- _PROBLEM DETAILS_:
Scan the listing for "under" and copy out each line that has it.

- _RECORDS PROVIDED_:
______
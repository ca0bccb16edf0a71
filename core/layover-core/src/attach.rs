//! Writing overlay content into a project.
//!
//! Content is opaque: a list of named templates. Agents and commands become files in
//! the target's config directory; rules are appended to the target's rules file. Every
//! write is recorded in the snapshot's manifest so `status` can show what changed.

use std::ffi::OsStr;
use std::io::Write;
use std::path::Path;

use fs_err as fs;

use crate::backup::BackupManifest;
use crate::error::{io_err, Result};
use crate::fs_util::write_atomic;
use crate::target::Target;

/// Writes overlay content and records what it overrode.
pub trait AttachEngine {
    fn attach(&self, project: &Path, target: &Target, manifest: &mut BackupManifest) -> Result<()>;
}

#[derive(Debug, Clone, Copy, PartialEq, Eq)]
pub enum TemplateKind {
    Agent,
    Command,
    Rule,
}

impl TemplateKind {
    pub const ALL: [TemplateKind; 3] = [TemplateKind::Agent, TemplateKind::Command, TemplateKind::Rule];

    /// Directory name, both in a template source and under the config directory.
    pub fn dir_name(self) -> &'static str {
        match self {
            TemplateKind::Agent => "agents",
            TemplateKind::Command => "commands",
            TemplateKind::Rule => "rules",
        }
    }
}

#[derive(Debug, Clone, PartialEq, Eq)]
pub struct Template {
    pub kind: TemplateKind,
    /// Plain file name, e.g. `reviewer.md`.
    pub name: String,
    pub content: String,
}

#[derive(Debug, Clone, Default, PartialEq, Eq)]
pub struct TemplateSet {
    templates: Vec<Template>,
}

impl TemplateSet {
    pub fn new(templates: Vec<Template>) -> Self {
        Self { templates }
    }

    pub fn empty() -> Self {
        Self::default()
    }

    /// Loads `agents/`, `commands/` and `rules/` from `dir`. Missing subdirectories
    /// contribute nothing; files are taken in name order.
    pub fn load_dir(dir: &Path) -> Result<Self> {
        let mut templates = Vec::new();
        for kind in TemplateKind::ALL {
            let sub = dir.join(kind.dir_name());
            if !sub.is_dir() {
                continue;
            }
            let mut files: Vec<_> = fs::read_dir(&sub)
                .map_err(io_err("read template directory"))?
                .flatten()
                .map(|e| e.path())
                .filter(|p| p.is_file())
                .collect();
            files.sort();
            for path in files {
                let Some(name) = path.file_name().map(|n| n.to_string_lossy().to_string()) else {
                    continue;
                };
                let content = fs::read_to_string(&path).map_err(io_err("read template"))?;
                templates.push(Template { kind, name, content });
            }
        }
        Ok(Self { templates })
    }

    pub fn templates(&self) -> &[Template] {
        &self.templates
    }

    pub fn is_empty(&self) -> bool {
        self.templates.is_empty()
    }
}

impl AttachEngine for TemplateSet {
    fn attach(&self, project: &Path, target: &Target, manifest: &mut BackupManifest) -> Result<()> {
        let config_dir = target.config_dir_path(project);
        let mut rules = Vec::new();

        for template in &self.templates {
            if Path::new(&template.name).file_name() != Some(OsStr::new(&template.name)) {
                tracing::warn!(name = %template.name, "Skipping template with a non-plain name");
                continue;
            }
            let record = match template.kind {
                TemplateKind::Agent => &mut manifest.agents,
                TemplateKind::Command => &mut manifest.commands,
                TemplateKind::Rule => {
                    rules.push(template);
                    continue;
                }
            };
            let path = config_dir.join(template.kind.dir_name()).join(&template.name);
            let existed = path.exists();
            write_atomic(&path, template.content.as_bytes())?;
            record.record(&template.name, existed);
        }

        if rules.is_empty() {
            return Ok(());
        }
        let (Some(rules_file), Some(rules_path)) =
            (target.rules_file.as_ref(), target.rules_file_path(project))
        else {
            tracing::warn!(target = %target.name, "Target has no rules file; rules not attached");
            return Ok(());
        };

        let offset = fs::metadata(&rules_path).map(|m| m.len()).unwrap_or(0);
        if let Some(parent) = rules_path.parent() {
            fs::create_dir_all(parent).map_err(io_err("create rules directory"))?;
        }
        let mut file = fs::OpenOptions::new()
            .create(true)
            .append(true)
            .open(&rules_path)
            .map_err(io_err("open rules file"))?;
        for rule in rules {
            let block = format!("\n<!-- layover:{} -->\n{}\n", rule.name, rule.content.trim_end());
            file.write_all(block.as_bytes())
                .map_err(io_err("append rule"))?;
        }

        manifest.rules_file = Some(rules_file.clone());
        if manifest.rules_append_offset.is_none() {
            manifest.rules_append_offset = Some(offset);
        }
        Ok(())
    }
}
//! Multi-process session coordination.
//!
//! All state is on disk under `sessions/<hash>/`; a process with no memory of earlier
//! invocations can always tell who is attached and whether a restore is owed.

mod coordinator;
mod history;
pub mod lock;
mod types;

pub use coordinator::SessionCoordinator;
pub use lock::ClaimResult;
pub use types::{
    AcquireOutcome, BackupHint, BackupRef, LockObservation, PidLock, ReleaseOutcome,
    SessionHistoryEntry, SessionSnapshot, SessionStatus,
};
______
- _ANSWER SPACE_:
    /// Directory name, both in a template source and under the config directory.
//! All state is on disk under `sessions/<hash>/`; a process with no memory of earlier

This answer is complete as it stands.